Search

 

Cablegate: The Soybean Moratorium, One Year Later

VZCZCXYZ0013
PP RUEHWEB

DE RUEHBR #1498 2181219
ZNR UUUUU ZZH
P 061219Z AUG 07
FM AMEMBASSY BRASILIA
TO RUEHC/SECSTATE WASHDC PRIORITY 9681
INFO RUEHAC/AMEMBASSY ASUNCION 6245
RUEHBU/AMEMBASSY BUENOS AIRES 4949
RUEHLP/AMEMBASSY LA PAZ AUG MONTEVIDEO 6991
RUEHBJ/AMEMBASSY BEIJING 0333
RUEHNE/AMEMBASSY NEW DEHLI 0312
RUEHBS/USEU BRUSSELS
RUEHRI/AMCONSUL RIO DE JANEIRO 4902
RUEHSO/AMCONSUL SAO PAULO 0556

UNCLAS BRASILIA 001498

SIPDIS

SIPDIS

STATE FOR OES/ETC
STATE FOR WHA/EPSC L KUBISKE
STATE PLEASE PASS TO EPA FOR CAM HILL-MACON AND SHOFFMAN
STATE PLEASE PASS TO USGS FOR JEAN WEAVER AND JOHN GRAY
STATE PLEASE PASS TO USDA

E.O. 12958: N/A
TAGS: SENV TBIO PGOV ECON XR BR
SUBJECT: THE SOYBEAN MORATORIUM, ONE YEAR LATER

REF: 06 BRASILIA 2048

1. (U) Summary: On July 24, 2007, NGOs involved in the pact for
sustainable soy in the Amazon - the soy moratorium - such as
Greenpeace and The Nature Conservancy, met in Sao Paulo with
representatives of the soybean industry and large-scale European
consumers to evaluate the results of the one year moratorium. Among
other outcomes, the group agreed that the pact has been successful
in that it built partnerships between the environmental sector and
business enterprises. On the other hand, there has been a lack of
tracking tools to guarantee that the harvested soy hasn't induced
deforestation. At this point, it is not clear whether the pact will
be extended. End Summary.

2. (U) Most of the large soybean crushing plants agree that mapping
soybean production in the Amazon biome can be a tool to force
soybean producers to obey the Brazilian Forest Code (NOTE: This code
specifies that eighty percent of forested property in the Amazon
must be set-aside as a legal reserve. In addition, riparian areas
and other areas of ecological importance must be left intact as
areas of permanent protection). In other words, not only will
soybean producers have to stop felling trees, but any farmer who
doesn't have a legal reserve and intact riparian areas near rivers
and springs will not be able to sell his/her harvest.
3. (U) There are still some [in the soybean industry] who believe,
though, that the mapping should only focus on newly deforested areas
and that illegal logging should be the reason for banning a product
from the market.
4. (U) According to Brazil's Statistics and Geography Institute
(IBGE), last year the amount of land used for soybean plantation
increased 0.7% in the Amazon biome, reaching a total of 517,900
hectares. In the state of Rondonia alone, there was an increase of
30% in soybean plantations, totaling 103,000 hectares. The State of
Mato Grosso, though, is a separate case. Statistics show a
reduction of 4.8% in the area of soybean plantations. Brazilian NGO
Imazon has pointed out that deforestation rates have reduced by 40%
in the State.
5. (U) During the one-year anniversary of the moratorium, European
consumers signaled that they are willing to extend the pact, planned
to last for two years, if suppliers are unable to legalize their
activities. There was also a "discreet" mention during discussion
of the possibility of applying the responsible production of grains
to other biomes in the country.
6. A note from FAS/Brazil: The producer group APROSOJA from Mato
Grosso, Brazil's largest state for soybean production, claims the
moratorium was forced upon them without negotiation by organizations
such as ABIOVE that represent multinationals (Cargill, Bunge, ADM,
etc). In their opinion, in order for these companies to save their
image from being that of "destroyers of the Amazon" they are looking
to pass the blame and responsibility on to the farmers.

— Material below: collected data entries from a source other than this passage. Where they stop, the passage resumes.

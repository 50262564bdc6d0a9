// SPDX-License-Identifier: BUSL-1.1
// Copyright (c) 2026 Alfred Jean LLC

//! Race lifecycle: creation, joining, the countdown-to-active edge and reads

use crate::engine::{RaceEngine, RaceHistoryEntry, RaceSnapshot};
use crate::error::RaceError;
use erg_core::{
    Clock, Event, IdGen, Participant, ParticipantEvent, ProgressUpdate, Race, RaceEvent, RaceId,
    RaceStatus, RaceToken, UserId,
};
use erg_storage::RaceStore;
use std::cmp::Reverse;

impl<S, C, I> RaceEngine<S, C, I>
where
    S: RaceStore,
    C: Clock,
    I: IdGen,
{
    /// Create a race in `waiting` with the creator as its only participant
    pub async fn create_race(&self, creator: UserId, distance: i64) -> Result<Race, RaceError> {
        let min = self.config.min_distance;
        if distance < i64::from(min) {
            return Err(RaceError::DistanceTooShort { min, got: distance });
        }
        let distance = u32::try_from(distance).map_err(|_| RaceError::InvalidDistance(distance))?;

        let race_id = self.store.allocate_race_id().await?;
        let race = Race::new(
            race_id,
            self.id_gen.next_token(),
            distance,
            creator,
            &self.clock,
        );
        let participant = Participant::new(race_id, creator, &self.clock);
        self.store.insert_race(&race, &participant).await?;

        self.publish(&[
            Event::RaceCreated {
                race_id,
                token: race.token.clone(),
                distance,
                created_by: creator,
            },
            Event::ParticipantJoined {
                race_id,
                user_id: creator,
            },
        ]);
        Ok(race)
    }

    /// Join a waiting race; joining twice is a no-op
    pub async fn join_race(&self, token: &RaceToken, user_id: UserId) -> Result<(), RaceError> {
        let found = self
            .store
            .race_by_token(token)
            .await?
            .ok_or_else(|| RaceError::TokenNotFound(token.clone()))?;

        let _lock = self.store.lock_race(found.id).await;
        let race = self.require_race(found.id).await?;
        if !race.is_waiting() {
            return Err(RaceError::RaceAlreadyStarted {
                race_id: race.id,
                status: race.status,
            });
        }

        let participant = Participant::new(race.id, user_id, &self.clock);
        if self.store.insert_participant(&participant).await? {
            self.publish(&[Event::ParticipantJoined {
                race_id: race.id,
                user_id,
            }]);
        } else {
            tracing::debug!(race_id = %race.id, %user_id, "already joined");
        }
        Ok(())
    }

    /// Move a race from `countdown` to `active` and start every ready participant
    ///
    /// Safe to call redundantly: once the race is active or finished this is
    /// a no-op, and a caller that loses the status guard backs off quietly.
    pub async fn transition_to_active(&self, race_id: RaceId) -> Result<(), RaceError> {
        let _lock = self.store.lock_race(race_id).await;
        let race = self.require_race(race_id).await?;

        match race.status {
            RaceStatus::Countdown => {}
            RaceStatus::Waiting => {
                return Err(RaceError::InvalidStatus {
                    race_id,
                    status: race.status,
                    action: "start before its countdown",
                });
            }
            RaceStatus::Active | RaceStatus::Finished => {
                tracing::debug!(%race_id, status = %race.status, "race already started");
                return Ok(());
            }
        }

        let (started, mut events) = race.transition(RaceEvent::Start, &self.clock)?;
        if !self
            .store
            .update_race(RaceStatus::Countdown, &started)
            .await?
        {
            tracing::debug!(%race_id, "start already performed by another caller");
            return Ok(());
        }

        for participant in self.store.participants(race_id).await? {
            if !participant.is_ready() {
                continue;
            }
            let (racing, started_events) =
                participant.transition(ParticipantEvent::StartRacing, &self.clock)?;
            if !self
                .store
                .update_participant(participant.status, &racing)
                .await?
            {
                return Err(RaceError::Conflict(race_id));
            }
            events.extend(started_events);
        }

        self.publish(&events);
        Ok(())
    }

    /// Start every counting-down race whose deadline has passed
    ///
    /// Failures are logged per race and do not stop the sweep. Returns the
    /// races this call observed as started.
    pub async fn start_due_races(&self) -> Result<Vec<RaceId>, RaceError> {
        let now = self.clock.now();
        let due: Vec<RaceId> = self
            .store
            .races_in_status(RaceStatus::Countdown)
            .await?
            .into_iter()
            .filter(|race| race.countdown_elapsed(now))
            .map(|race| race.id)
            .collect();

        let mut started = Vec::with_capacity(due.len());
        for race_id in due {
            match self.transition_to_active(race_id).await {
                Ok(()) => started.push(race_id),
                Err(e) => tracing::warn!(%race_id, error = %e, "countdown expiry failed"),
            }
        }
        Ok(started)
    }

    /// Look up a race and its participants by external token
    pub async fn get_race(&self, token: &RaceToken) -> Result<RaceSnapshot, RaceError> {
        let race = self
            .store
            .race_by_token(token)
            .await?
            .ok_or_else(|| RaceError::TokenNotFound(token.clone()))?;
        let participants = self.store.participants(race.id).await?;
        Ok(RaceSnapshot { race, participants })
    }

    /// Look up a race and its participants by internal key
    pub async fn get_race_by_id(&self, race_id: RaceId) -> Result<RaceSnapshot, RaceError> {
        let race = self.require_race(race_id).await?;
        let participants = self.store.participants(race_id).await?;
        Ok(RaceSnapshot { race, participants })
    }

    /// Every race the user joined, newest first
    pub async fn race_history(&self, user_id: UserId) -> Result<Vec<RaceHistoryEntry>, RaceError> {
        let mut races = self.store.races_for_user(user_id).await?;
        races.sort_by_key(|race| Reverse((race.created_at, race.id)));

        let mut history = Vec::with_capacity(races.len());
        for race in races {
            let mut participants = self.store.participants(race.id).await?;
            let Some(entry) = participants.iter().find(|p| p.user_id == user_id).cloned() else {
                continue;
            };
            participants.sort_by_key(|p| (p.position.is_none(), p.position, p.joined_at));
            history.push(RaceHistoryEntry {
                race,
                entry,
                participants,
            });
        }
        Ok(history)
    }

    /// Progress audit trail of a race in the order reports arrived
    pub async fn progress_log(&self, race_id: RaceId) -> Result<Vec<ProgressUpdate>, RaceError> {
        self.require_race(race_id).await?;
        Ok(self.store.progress_log(race_id).await?)
    }
}

#[cfg(test)]
#[path = "lifecycle_tests.rs"]
mod tests;
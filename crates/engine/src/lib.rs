// SPDX-License-Identifier: BUSL-1.1
// Copyright (c) 2026 Alfred Jean LLC

// Allow panic!/unwrap/expect in test code
#![cfg_attr(test, allow(clippy::panic))]
#![cfg_attr(test, allow(clippy::unwrap_used))]
#![cfg_attr(test, allow(clippy::expect_used))]

//! Erg race coordination engine

mod engine;
mod error;
mod lifecycle;
mod progress;
mod readiness;

pub use engine::{RaceEngine, RaceHistoryEntry, RaceSnapshot};
pub use error::{ErrorKind, RaceError};

#[cfg(test)]
#[path = "test_helpers.rs"]
mod test_helpers;
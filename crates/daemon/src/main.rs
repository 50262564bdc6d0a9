// SPDX-License-Identifier: BUSL-1.1
// Copyright (c) 2026 Alfred Jean LLC

//! Erg race daemon (ergd)
//!
//! Owns the race journal, serves client requests and starts races whose
//! countdown has expired.

// Allow panic!/unwrap/expect in test code
#![cfg_attr(test, allow(clippy::panic))]
#![cfg_attr(test, allow(clippy::unwrap_used))]
#![cfg_attr(test, allow(clippy::expect_used))]

use std::path::PathBuf;
use std::sync::Arc;

use erg_daemon::config::Config;
use erg_daemon::lifecycle::{self, LifecycleError};
use erg_daemon::server;
use tokio::signal::unix::{signal, SignalKind};
use tokio::time::MissedTickBehavior;
use tracing::{debug, error, info};

#[tokio::main]
async fn main() -> Result<(), Box<dyn std::error::Error>> {
    let config_path = parse_args(std::env::args().skip(1))?;
    let config = Config::load(config_path.as_deref())?;

    // Write startup marker to log (before tracing setup, so the CLI can find it)
    write_startup_marker(&config)?;

    let log_guard = setup_logging(&config)?;

    info!(state_dir = %config.state_dir.display(), "starting ergd");

    let daemon = match lifecycle::startup(&config).await {
        Ok(d) => d,
        Err(e) => {
            // Tracing is non-blocking and may not flush before exit
            write_startup_error(&config, &e);
            error!("failed to start daemon: {}", e);
            drop(log_guard);
            return Err(e.into());
        }
    };

    let mut sigterm = signal(SignalKind::terminate())?;
    let mut sigint = signal(SignalKind::interrupt())?;

    info!(socket = %config.socket_path.display(), "daemon ready");

    // Signal ready for parent process
    println!("READY");

    let mut ticker = tokio::time::interval(config.tick_interval);
    ticker.set_missed_tick_behavior(MissedTickBehavior::Skip);

    let ctx = Arc::clone(&daemon.context);
    loop {
        tokio::select! {
            result = daemon.listener.accept() => {
                match result {
                    Ok((stream, _)) => {
                        let ctx = Arc::clone(&ctx);
                        tokio::spawn(async move {
                            let (reader, writer) = stream.into_split();
                            if let Err(e) = server::handle_connection(&ctx, reader, writer).await {
                                error!("error handling connection: {}", e);
                            }
                        });
                    }
                    Err(e) => {
                        error!("error accepting connection: {}", e);
                    }
                }
            }

            // Countdown expiry
            _ = ticker.tick() => {
                match ctx.engine.start_due_races().await {
                    Ok(started) if !started.is_empty() => {
                        debug!(count = started.len(), "started due races");
                    }
                    Ok(_) => {}
                    Err(e) => error!("error starting due races: {}", e),
                }
            }

            _ = ctx.shutdown_requested() => {
                info!("shutdown requested via IPC");
                break;
            }

            _ = sigterm.recv() => {
                info!("received SIGTERM");
                break;
            }

            _ = sigint.recv() => {
                info!("received SIGINT");
                break;
            }
        }
    }

    daemon.shutdown();
    info!("daemon stopped");
    Ok(())
}

/// `ergd [--config PATH]`
fn parse_args(mut args: impl Iterator<Item = String>) -> Result<Option<PathBuf>, String> {
    let mut config = None;
    while let Some(arg) = args.next() {
        match arg.as_str() {
            "--config" | "-c" => {
                let path = args.next().ok_or("--config requires a path")?;
                config = Some(PathBuf::from(path));
            }
            other => {
                if let Some(path) = other.strip_prefix("--config=") {
                    config = Some(PathBuf::from(path));
                } else {
                    return Err(format!("unexpected argument: {}", other));
                }
            }
        }
    }
    Ok(config)
}

/// Startup marker prefix written to log before anything else.
/// Full format: "--- ergd: starting (pid: 12345) ---"
pub const STARTUP_MARKER_PREFIX: &str = "--- ergd: starting (pid: ";

fn write_startup_marker(config: &Config) -> Result<(), LifecycleError> {
    use std::io::Write;

    if let Some(parent) = config.log_path.parent() {
        std::fs::create_dir_all(parent)?;
    }

    let mut file = std::fs::OpenOptions::new()
        .create(true)
        .append(true)
        .open(&config.log_path)?;
    writeln!(file, "{}{}) ---", STARTUP_MARKER_PREFIX, std::process::id())?;

    Ok(())
}

/// Write startup error synchronously to log file
fn write_startup_error(config: &Config, error: &LifecycleError) {
    use std::io::Write;

    let Ok(mut file) = std::fs::OpenOptions::new()
        .create(true)
        .append(true)
        .open(&config.log_path)
    else {
        return;
    };
    let _ = writeln!(file, "ERROR failed to start daemon: {}", error);
}

fn setup_logging(
    config: &Config,
) -> Result<tracing_appender::non_blocking::WorkerGuard, LifecycleError> {
    use tracing_subscriber::{fmt, prelude::*, EnvFilter};

    let file_appender =
        tracing_appender::rolling::never(&config.state_dir, erg_daemon::config::LOG_FILE);
    let (non_blocking, guard) = tracing_appender::non_blocking(file_appender);

    let filter = EnvFilter::try_from_default_env().unwrap_or_else(|_| EnvFilter::new("info"));

    tracing_subscriber::registry()
        .with(filter)
        .with(fmt::layer().with_writer(non_blocking).with_ansi(false))
        .init();

    Ok(guard)
}

#[cfg(test)]
#[path = "main_tests.rs"]
mod tests;
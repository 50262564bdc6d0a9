// SPDX-License-Identifier: BUSL-1.1
// Copyright (c) 2026 Alfred Jean LLC

//! Progress coordinator
//!
//! Ingests distance reports, finishes participants who reach the target and
//! finishes the race when the last one does. The whole report, including
//! completion detection, runs under the race lock so the result calculator
//! runs at most once per race. A report is committed in a single store write
//! together with the participant it moves and, for the last finisher, the
//! finished race and its standings.

use crate::engine::RaceEngine;
use crate::error::RaceError;
use erg_core::{
    compute_standings, Clock, Event, Finisher, IdGen, Participant, ParticipantEvent,
    ParticipantStatus, ProgressUpdate, Race, RaceEvent, RaceFinish, RaceId, UserId,
};
use erg_storage::RaceStore;

impl<S, C, I> RaceEngine<S, C, I>
where
    S: RaceStore,
    C: Clock,
    I: IdGen,
{
    /// Record a distance report for a racing participant
    pub async fn report_progress(
        &self,
        race_id: RaceId,
        user_id: UserId,
        distance: i64,
    ) -> Result<(), RaceError> {
        let distance = u32::try_from(distance).map_err(|_| RaceError::InvalidDistance(distance))?;

        let _lock = self.store.lock_race(race_id).await;
        let race = self.require_race(race_id).await?;
        if !race.is_active() {
            return Err(RaceError::InvalidStatus {
                race_id,
                status: race.status,
                action: "accept progress",
            });
        }

        let participants = self.store.participants(race_id).await?;
        let participant = participants
            .iter()
            .find(|p| p.user_id == user_id)
            .ok_or(RaceError::NotParticipant { race_id, user_id })?;

        let finishing = distance >= race.distance;
        let event = if finishing {
            let already = participants.iter().filter(|p| p.is_finished()).count();
            ParticipantEvent::Finish {
                distance,
                order: u32::try_from(already + 1).unwrap_or(u32::MAX),
            }
        } else {
            ParticipantEvent::Advance { distance }
        };
        let (next, mut events) = participant.transition(event, &self.clock)?;
        let update = ProgressUpdate {
            race_id,
            user_id,
            distance,
            timestamp: next.finished_at.unwrap_or_else(|| self.clock.now()),
        };

        let completion = if finishing {
            let roster: Vec<Participant> = participants
                .iter()
                .map(|p| if p.user_id == user_id { next.clone() } else { p.clone() })
                .collect();
            self.detect_race_completion(&race, &roster)?
        } else {
            None
        };

        let finish = completion.as_ref().map(|(finish, _)| finish);
        if !self
            .store
            .record_progress(&update, ParticipantStatus::Racing, &next, finish)
            .await?
        {
            return Err(RaceError::Conflict(race_id));
        }

        if let Some((_, finish_events)) = completion {
            events.extend(finish_events);
        }
        self.publish(&events);
        Ok(())
    }

    /// The finished race and its standings once every participant is done
    ///
    /// `roster` must already include the report being recorded. Nothing is
    /// written here; the caller commits the finish with that report.
    fn detect_race_completion(
        &self,
        race: &Race,
        roster: &[Participant],
    ) -> Result<Option<(RaceFinish, Vec<Event>)>, RaceError> {
        let total = roster.len();
        let finished = roster.iter().filter(|p| p.is_finished()).count();
        if finished != total {
            tracing::debug!(race_id = %race.id, finished, total, "race still running");
            return Ok(None);
        }

        let finishers: Vec<Finisher> = roster.iter().map(Finisher::from).collect();
        let standings =
            compute_standings(race.started_at, race.distance, &finishers).map_err(|e| {
                tracing::error!(race_id = %race.id, error = %e, "result calculation failed");
                RaceError::Results(e)
            })?;

        let (done, mut events) = race.transition(RaceEvent::Finish, &self.clock)?;
        events.push(Event::ResultsPublished {
            race_id: race.id,
            finishers: standings.len(),
        });
        Ok(Some((
            RaceFinish {
                race: done,
                standings,
            },
            events,
        )))
    }
}

#[cfg(test)]
#[path = "progress_tests.rs"]
mod tests;
// SPDX-License-Identifier: BUSL-1.1
// Copyright (c) 2026 Alfred Jean LLC

//! Append-only progress log entries

use crate::race::{Race, RaceId, UserId};
use crate::results::Standing;
use chrono::{DateTime, Utc};
use serde::{Deserialize, Serialize};

/// One distance report, written once and never mutated
#[derive(Debug, Clone, PartialEq, Eq, Serialize, Deserialize)]
pub struct ProgressUpdate {
    pub race_id: RaceId,
    pub user_id: UserId,
    /// Reported distance in meters
    pub distance: u32,
    pub timestamp: DateTime<Utc>,
}

/// The finished race and its standings, committed with the report that
/// completed it
#[derive(Debug, Clone, PartialEq, Eq, Serialize, Deserialize)]
pub struct RaceFinish {
    pub race: Race,
    pub standings: Vec<Standing>,
}
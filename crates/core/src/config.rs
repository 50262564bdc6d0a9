// SPDX-License-Identifier: BUSL-1.1
// Copyright (c) 2026 Alfred Jean LLC

//! Race rules configuration

use serde::{Deserialize, Serialize};
use std::path::PathBuf;
use std::time::Duration;
use thiserror::Error;

/// Shortest race that may be created, in meters
pub const DEFAULT_MIN_DISTANCE: u32 = 100;

/// Delay between all-ready detection and race start
pub const DEFAULT_COUNTDOWN: Duration = Duration::from_secs(10);

#[derive(Debug, Error)]
pub enum ConfigError {
    #[error("failed to read config {path}: {source}")]
    Read {
        path: PathBuf,
        #[source]
        source: std::io::Error,
    },
    #[error("failed to parse config {path}: {source}")]
    Parse {
        path: PathBuf,
        #[source]
        source: toml::de::Error,
    },
    #[error("invalid config: {0}")]
    Invalid(String),
}

/// Rules every race is created under
#[derive(Debug, Clone, PartialEq, Eq, Serialize, Deserialize)]
#[serde(default)]
pub struct RaceConfig {
    /// Minimum target distance in meters
    pub min_distance: u32,
    /// Countdown length once every participant is ready
    #[serde(with = "humantime_serde")]
    pub countdown: Duration,
}

impl Default for RaceConfig {
    fn default() -> Self {
        Self {
            min_distance: DEFAULT_MIN_DISTANCE,
            countdown: DEFAULT_COUNTDOWN,
        }
    }
}

impl RaceConfig {
    pub fn with_countdown(mut self, countdown: Duration) -> Self {
        self.countdown = countdown;
        self
    }

    pub fn validate(&self) -> Result<(), ConfigError> {
        if self.min_distance == 0 {
            return Err(ConfigError::Invalid(
                "race.min_distance must be positive".to_string(),
            ));
        }
        Ok(())
    }
}

#[cfg(test)]
#[path = "config_tests.rs"]
mod tests;
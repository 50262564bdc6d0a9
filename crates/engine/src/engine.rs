// SPDX-License-Identifier: BUSL-1.1
// Copyright (c) 2026 Alfred Jean LLC

//! Race engine: shared state and read models
//!
//! The engine holds no race state of its own. Every operation reads from the
//! store, applies a pure transition, and writes back through a status-guarded
//! update while holding the per-race lock.

use crate::error::RaceError;
use erg_core::{Clock, Event, IdGen, Participant, Race, RaceConfig, RaceId};
use erg_storage::RaceStore;
use serde::{Deserialize, Serialize};

/// A race with its full roster
#[derive(Debug, Clone, PartialEq, Eq, Serialize, Deserialize)]
pub struct RaceSnapshot {
    pub race: Race,
    /// Participants in join order
    pub participants: Vec<Participant>,
}

/// One race from a user's history
#[derive(Debug, Clone, PartialEq, Eq, Serialize, Deserialize)]
pub struct RaceHistoryEntry {
    pub race: Race,
    /// The requesting user's own record
    pub entry: Participant,
    /// Ranked finishers first by position, then everyone else by join time
    pub participants: Vec<Participant>,
}

/// Coordinates race lifecycle, readiness and progress over a [`RaceStore`]
pub struct RaceEngine<S, C, I> {
    pub(crate) store: S,
    pub(crate) clock: C,
    pub(crate) id_gen: I,
    pub(crate) config: RaceConfig,
}

impl<S, C, I> RaceEngine<S, C, I>
where
    S: RaceStore,
    C: Clock,
    I: IdGen,
{
    pub fn new(store: S, clock: C, id_gen: I, config: RaceConfig) -> Self {
        Self {
            store,
            clock,
            id_gen,
            config,
        }
    }

    pub fn store(&self) -> &S {
        &self.store
    }

    pub fn clock(&self) -> &C {
        &self.clock
    }

    pub fn config(&self) -> &RaceConfig {
        &self.config
    }

    pub(crate) async fn require_race(&self, race_id: RaceId) -> Result<Race, RaceError> {
        self.store
            .race_by_id(race_id)
            .await?
            .ok_or(RaceError::RaceNotFound(race_id))
    }

    pub(crate) fn publish(&self, events: &[Event]) {
        for event in events {
            tracing::info!(event = event.name(), race_id = %event.race_id(), "{:?}", event);
        }
    }
}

7. In addition, producers see the moratorium as an affront to
Brazilian legislation. Brazilian law allows 20% of farmers' land in
the Amazon biome be planted, while the rest be left as forest
reserve. They challenge that the moratorium conflicts with this
legislation. In their opinion, the current legislation is more
affective than the moratorium and easier to enforce.

8. In fact, APROSOJA challenges that after one year, no report has
been released informing how the moratorium has been enforced, if
indeed Multinationals refused to buy soy produced soy in the Amazon
Biome, and in what amount. They call it a marketing technique to
improve how consumers and European supermarkets and financers view
the multinationals' Brazilian operations.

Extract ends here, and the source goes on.